DIRECTIONS:
Copy down all of the data underneath, exactly as shown.

··· ENTRIES SHOWN

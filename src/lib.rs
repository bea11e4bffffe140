//! Plate Archive - terminal client for license-plate archive requests.
//!
//! Operators submit archive requests, work the pending queue in order, and
//! approve, reject or roll back requests against the archive REST backend.

pub mod domain;
pub mod application;
pub mod infrastructure;
pub mod presentation;

pub use domain::*;
pub use application::*;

······

SOLVED EXERCISE:
filename src/lib.rs
repository bea11e4bffffe140
//! Plate Archive - terminal client for license-plate archive requests.
//!
//! Operators submit archive requests, work the pending queue in order, and
//! approve, reject or roll back requests against the archive REST backend.

pub mod domain;
pub mod application;
pub mod infrastructure;
pub mod presentation;

pub use domain::*;
pub use application::*;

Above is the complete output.